Quick Start: A Simple DeFi Agent

This example demonstrates an agent that can wrap ETH and then swap it for another token, a common DeFi task.

import os
import asyncio
from dotenv import load_dotenv
from clap import ReactAgent, GroqService
from clap.tools import wrap_eth, swap_exact_tokens_for_tokens

load_dotenv()

# --- Configuration ---
WETH_ADDRESS = "0xfFf9976782d46CC05630D1f6eBAb18b2324d6B14" # WETH on Sepolia
USDC_ADDRESS = "0x1c7D4B196Cb0C7B01d743Fbc6116a902379C7a98" # USDC on Sepolia

async def main():
    # We use a ReactAgent for multi-step reasoning
    agent = ReactAgent(
        llm_service=GroqService(),
        tools=[wrap_eth, swap_exact_tokens_for_tokens],
        model="llama-3.3-70b-versatile",
        system_prompt="You are a DeFi agent. You execute financial transactions precisely as instructed.",
        # For on-chain tasks, sequential execution is safer to avoid race conditions
        parallel_tool_calls=False 
    )

    # A clear, two-step task for the agent
    user_query = f"""
    First, wrap 0.01 ETH.
    Second, after the wrap is successful, swap that 0.01 WETH for USDC.
    The WETH address is {WETH_ADDRESS} and the USDC address is {USDC_ADDRESS}.
    """

    print("--- Running Simple DeFi Agent ---")
    response = await agent.run(user_msg=user_query, max_rounds=5)
    
    print("\n--- Agent Final Response ---")
    print(response)

if __name__ == "__main__":
    asyncio.run(main())

This new capability transforms your CLAP agents from simple observers into active participants in the decentralized economy.

Exploring Further

Multi-Agent Teams: See examples/test_clap_comprehensive_suite.py and other team examples for setting up sequential or parallel agent workflows.
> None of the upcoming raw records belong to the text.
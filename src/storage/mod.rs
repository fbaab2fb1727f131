// Model storage
// Two-tier artifact store: a writable user area and a bundled read-only default area

use sha2::{Digest, Sha256};
use std::fmt;
use std::fs;
use std::io::{ErrorKind, Write};
use std::path::{Path, PathBuf};
use thiserror::Error;

/// Environment variable overriding the bundled default area
pub const RES_DIR_ENV: &str = "GLYPH_SHAPES_RES_DIR";

#[derive(Debug, Error)]
pub enum StorageError {
    #[error("IO error: {0}")]
    Io(#[from] std::io::Error),

    #[error("Failed to get user data directory")]
    NoDataDir,

    #[error("No artifact at {0:?}")]
    Missing(PathBuf),

    #[error("Digest mismatch for {path:?}: expected {expected}, found {actual}")]
    DigestMismatch {
        path: PathBuf,
        expected: String,
        actual: String,
    },

    #[error("No default area configured")]
    NoDefaultArea,
}

pub type StorageResult<T> = Result<T, StorageError>;

/// Where an artifact is read from
#[derive(Debug, Clone, Copy, PartialEq, Eq)]
pub enum Tier {
    /// Written by training
    User,

    /// Shipped with the application
    Default,
}

impl fmt::Display for Tier {
    fn fmt(&self, f: &mut fmt::Formatter<'_>) -> fmt::Result {
        match self {
            Tier::User => f.write_str("user"),
            Tier::Default => f.write_str("default"),
        }
    }
}

/// Classification of a failed load, for the fallback protocol
pub trait LoadFailure: fmt::Display {
    /// Nothing to load in this tier
    fn is_missing(&self) -> bool;

    /// Data was read but does not fit the running descriptor
    fn is_incompatible(&self) -> bool;
}

impl LoadFailure for StorageError {
    fn is_missing(&self) -> bool {
        matches!(self, StorageError::Missing(_) | StorageError::NoDefaultArea)
    }

    fn is_incompatible(&self) -> bool {
        false
    }
}

/// User data directory for trained models
pub fn default_user_dir() -> StorageResult<PathBuf> {
    let data_dir = dirs::data_dir().ok_or(StorageError::NoDataDir)?;
    Ok(data_dir.join("glyph-shapes").join("train"))
}

/// Bundled models: `$GLYPH_SHAPES_RES_DIR`, else `res/` next to the executable
pub fn default_resource_dir() -> Option<PathBuf> {
    if let Some(dir) = std::env::var_os(RES_DIR_ENV) {
        return Some(PathBuf::from(dir));
    }

    let exe = std::env::current_exe().ok()?;
    Some(exe.parent()?.join("res"))
}

/// Calculate SHA256 hash of data, hex encoded
pub fn calculate_sha256(data: &[u8]) -> String {
    let mut hasher = Sha256::new();
    hasher.update(data);
    hex::encode(hasher.finalize())
}

fn digest_path(path: &Path) -> PathBuf {
    let mut name = path.as_os_str().to_owned();
    name.push(".sha256");
    PathBuf::from(name)
}

#[derive(Debug, Clone)]
pub struct ModelStore {
    user_dir: PathBuf,
    default_dir: Option<PathBuf>,
}

impl ModelStore {
    pub fn new(user_dir: PathBuf, default_dir: Option<PathBuf>) -> Self {
        ModelStore {
            user_dir,
            default_dir,
        }
    }

    pub fn user_dir(&self) -> &Path {
        &self.user_dir
    }

    pub fn default_dir(&self) -> Option<&Path> {
        self.default_dir.as_deref()
    }

    fn path(&self, tier: Tier, name: &str) -> StorageResult<PathBuf> {
        match tier {
            Tier::User => Ok(self.user_dir.join(name)),
            Tier::Default => self
                .default_dir
                .as_ref()
                .map(|dir| dir.join(name))
                .ok_or(StorageError::NoDefaultArea),
        }
    }

    pub fn exists(&self, tier: Tier, name: &str) -> bool {
        self.path(tier, name).map(|p| p.is_file()).unwrap_or(false)
    }

    /// Store an artifact in the user area, with its digest alongside
    pub fn write(&self, name: &str, data: &[u8]) -> StorageResult<(PathBuf, String)> {
        fs::create_dir_all(&self.user_dir)?;

        let file_path = self.user_dir.join(name);
        let mut file = fs::File::create(&file_path)?;
        file.write_all(data)?;

        let hash = calculate_sha256(data);
        fs::write(digest_path(&file_path), &hash)?;

        log::debug!("Stored {:?} ({} bytes)", file_path, data.len());
        Ok((file_path, hash))
    }

    /// Read an artifact, checking its digest when one is present
    pub fn read(&self, tier: Tier, name: &str) -> StorageResult<Vec<u8>> {
        let path = self.path(tier, name)?;

        let data = match fs::read(&path) {
            Ok(data) => data,
            Err(e) if e.kind() == ErrorKind::NotFound => return Err(StorageError::Missing(path)),
            Err(e) => return Err(e.into()),
        };

        match fs::read_to_string(digest_path(&path)) {
            Ok(expected) => {
                let expected = expected.trim().to_string();
                let actual = calculate_sha256(&data);
                if expected != actual {
                    return Err(StorageError::DigestMismatch {
                        path,
                        expected,
                        actual,
                    });
                }
            }
            Err(e) if e.kind() == ErrorKind::NotFound => {}
            Err(e) => return Err(e.into()),
        }

        Ok(data)
    }

    /// Load a model from the user area, falling back to the default area
    ///
    /// Every failure is logged, none is returned. Incompatible default data
    /// leaves the caller without a model.
    pub fn load_with_fallback<T, E, F>(&self, what: &str, mut load: F) -> Option<T>
    where
        E: LoadFailure,
        F: FnMut(&ModelStore, Tier) -> Result<T, E>,
    {
        for tier in [Tier::User, Tier::Default] {
            match load(self, tier) {
                Ok(model) => {
                    log::info!("Loaded {} from {} area", what, tier);
                    return Some(model);
                }
                Err(e) if e.is_missing() => {
                    log::debug!("No {} in {} area: {}", what, tier, e);
                }
                Err(e) if tier == Tier::Default && e.is_incompatible() => {
                    log::warn!(
                        "Default {} is not compatible, please retrain from scratch: {}",
                        what,
                        e
                    );
                    return None;
                }
                Err(e) => {
                    log::warn!("Cannot load {} from {} area: {}", what, tier, e);
                }
            }
        }

        log::warn!("No usable {} found", what);
        None
    }
}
MCP Integration: Check examples/test_clap_comprehensive_suite.py (ensure corresponding MCP servers from examples/simple_mcp.py etc. are running).

Other LLM Services (Groq, Google Gemini , Ollama): Modify the Quick Starts to use GroqService or GoogleOpenAICompatService (ensure API keys are set).

Different Vector Stores & Embedding Functions: Experiment with ChromaStore, QdrantStore, SentenceTransformerEmbeddings, FastEmbedEmbeddings, and OllamaEmbeddings as shown in the comprehensive test suite.

License
This project is licensed under the terms of the Apache License 2.0. See the LICENSE file for details.